What to produce — Work through the records below and copy every line that includes "String".

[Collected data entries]
• • • •

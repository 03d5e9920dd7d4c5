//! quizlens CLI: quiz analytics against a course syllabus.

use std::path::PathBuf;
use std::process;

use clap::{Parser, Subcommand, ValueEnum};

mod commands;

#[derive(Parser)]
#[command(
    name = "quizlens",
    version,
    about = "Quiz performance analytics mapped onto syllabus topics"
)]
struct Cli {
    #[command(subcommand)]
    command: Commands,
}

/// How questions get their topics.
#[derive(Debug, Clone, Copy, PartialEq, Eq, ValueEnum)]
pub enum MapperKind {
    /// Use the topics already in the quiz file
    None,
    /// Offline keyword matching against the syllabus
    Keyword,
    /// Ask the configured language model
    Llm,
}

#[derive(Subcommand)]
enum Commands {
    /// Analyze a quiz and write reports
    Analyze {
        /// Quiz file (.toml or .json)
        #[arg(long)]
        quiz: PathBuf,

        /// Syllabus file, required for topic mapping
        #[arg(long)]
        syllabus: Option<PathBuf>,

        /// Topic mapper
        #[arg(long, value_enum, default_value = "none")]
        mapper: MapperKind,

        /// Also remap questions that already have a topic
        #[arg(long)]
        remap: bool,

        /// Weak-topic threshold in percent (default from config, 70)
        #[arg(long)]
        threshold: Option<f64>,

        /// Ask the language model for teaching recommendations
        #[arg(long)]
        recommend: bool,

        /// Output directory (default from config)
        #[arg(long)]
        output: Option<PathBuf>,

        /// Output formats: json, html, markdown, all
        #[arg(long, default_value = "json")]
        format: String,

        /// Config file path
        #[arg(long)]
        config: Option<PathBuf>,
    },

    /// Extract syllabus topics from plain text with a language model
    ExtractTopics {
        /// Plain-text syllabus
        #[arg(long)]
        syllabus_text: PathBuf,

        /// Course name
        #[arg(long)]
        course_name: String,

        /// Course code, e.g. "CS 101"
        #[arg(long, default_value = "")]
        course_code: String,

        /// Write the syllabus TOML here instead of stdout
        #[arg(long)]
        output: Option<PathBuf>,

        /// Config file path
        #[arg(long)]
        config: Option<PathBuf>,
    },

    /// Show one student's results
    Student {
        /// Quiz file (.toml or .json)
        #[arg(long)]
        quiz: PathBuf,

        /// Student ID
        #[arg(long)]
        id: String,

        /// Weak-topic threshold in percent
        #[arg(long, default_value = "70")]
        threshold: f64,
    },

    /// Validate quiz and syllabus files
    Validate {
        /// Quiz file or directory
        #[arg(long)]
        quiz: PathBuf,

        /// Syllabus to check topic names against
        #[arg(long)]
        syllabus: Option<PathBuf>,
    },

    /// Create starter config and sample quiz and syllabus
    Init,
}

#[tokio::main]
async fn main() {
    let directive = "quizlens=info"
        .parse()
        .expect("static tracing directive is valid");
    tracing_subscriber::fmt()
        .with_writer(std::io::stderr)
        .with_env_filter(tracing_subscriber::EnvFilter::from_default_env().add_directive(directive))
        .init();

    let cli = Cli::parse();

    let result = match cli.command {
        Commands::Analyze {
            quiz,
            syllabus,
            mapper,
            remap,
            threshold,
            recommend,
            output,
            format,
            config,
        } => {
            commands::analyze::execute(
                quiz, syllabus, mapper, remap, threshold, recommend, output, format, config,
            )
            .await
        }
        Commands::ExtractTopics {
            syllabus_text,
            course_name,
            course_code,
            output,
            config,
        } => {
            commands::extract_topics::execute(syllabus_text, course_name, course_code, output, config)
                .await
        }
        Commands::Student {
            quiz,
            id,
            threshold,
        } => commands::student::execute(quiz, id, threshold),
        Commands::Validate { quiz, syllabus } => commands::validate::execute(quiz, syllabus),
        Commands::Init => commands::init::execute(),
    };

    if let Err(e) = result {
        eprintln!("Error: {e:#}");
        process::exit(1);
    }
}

• • • •

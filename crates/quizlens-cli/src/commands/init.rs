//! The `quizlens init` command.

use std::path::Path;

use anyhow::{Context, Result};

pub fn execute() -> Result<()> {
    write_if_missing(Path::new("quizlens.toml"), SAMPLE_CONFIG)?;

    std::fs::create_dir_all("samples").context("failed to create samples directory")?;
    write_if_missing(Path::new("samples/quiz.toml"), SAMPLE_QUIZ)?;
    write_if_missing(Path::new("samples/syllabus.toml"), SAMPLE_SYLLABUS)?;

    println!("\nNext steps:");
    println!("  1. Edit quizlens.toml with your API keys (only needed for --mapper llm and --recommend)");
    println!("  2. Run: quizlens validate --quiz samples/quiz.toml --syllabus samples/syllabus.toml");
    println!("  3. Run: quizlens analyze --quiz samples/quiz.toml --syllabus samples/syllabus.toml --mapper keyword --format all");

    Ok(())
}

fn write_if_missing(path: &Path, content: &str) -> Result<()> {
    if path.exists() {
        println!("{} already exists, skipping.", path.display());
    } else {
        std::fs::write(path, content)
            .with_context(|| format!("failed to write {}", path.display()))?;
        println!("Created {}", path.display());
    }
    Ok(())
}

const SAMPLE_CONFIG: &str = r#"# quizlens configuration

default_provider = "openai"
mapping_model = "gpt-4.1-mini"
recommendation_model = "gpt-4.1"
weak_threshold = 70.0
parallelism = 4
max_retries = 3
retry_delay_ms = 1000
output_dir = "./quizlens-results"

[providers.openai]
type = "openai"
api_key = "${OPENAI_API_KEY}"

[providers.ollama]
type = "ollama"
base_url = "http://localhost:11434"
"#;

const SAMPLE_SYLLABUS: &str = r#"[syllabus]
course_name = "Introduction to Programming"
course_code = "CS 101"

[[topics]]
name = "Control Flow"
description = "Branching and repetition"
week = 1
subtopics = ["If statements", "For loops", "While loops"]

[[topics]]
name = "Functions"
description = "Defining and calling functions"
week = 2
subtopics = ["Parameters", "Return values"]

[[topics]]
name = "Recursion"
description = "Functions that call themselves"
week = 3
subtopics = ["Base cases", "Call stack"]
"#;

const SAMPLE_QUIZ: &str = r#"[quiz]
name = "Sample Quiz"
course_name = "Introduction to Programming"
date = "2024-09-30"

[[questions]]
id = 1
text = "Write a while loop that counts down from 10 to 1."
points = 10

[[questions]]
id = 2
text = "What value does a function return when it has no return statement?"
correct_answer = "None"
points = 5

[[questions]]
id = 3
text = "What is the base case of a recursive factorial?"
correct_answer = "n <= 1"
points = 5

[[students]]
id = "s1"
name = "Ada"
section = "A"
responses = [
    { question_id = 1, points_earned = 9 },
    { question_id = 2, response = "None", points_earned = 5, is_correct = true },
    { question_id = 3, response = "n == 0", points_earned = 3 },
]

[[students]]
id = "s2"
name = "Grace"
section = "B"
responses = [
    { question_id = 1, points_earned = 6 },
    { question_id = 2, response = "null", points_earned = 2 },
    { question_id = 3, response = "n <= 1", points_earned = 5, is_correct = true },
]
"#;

• • • •

Solution for this task —
        format: String,
        course_name: String,
        course_code: String,
        id: String,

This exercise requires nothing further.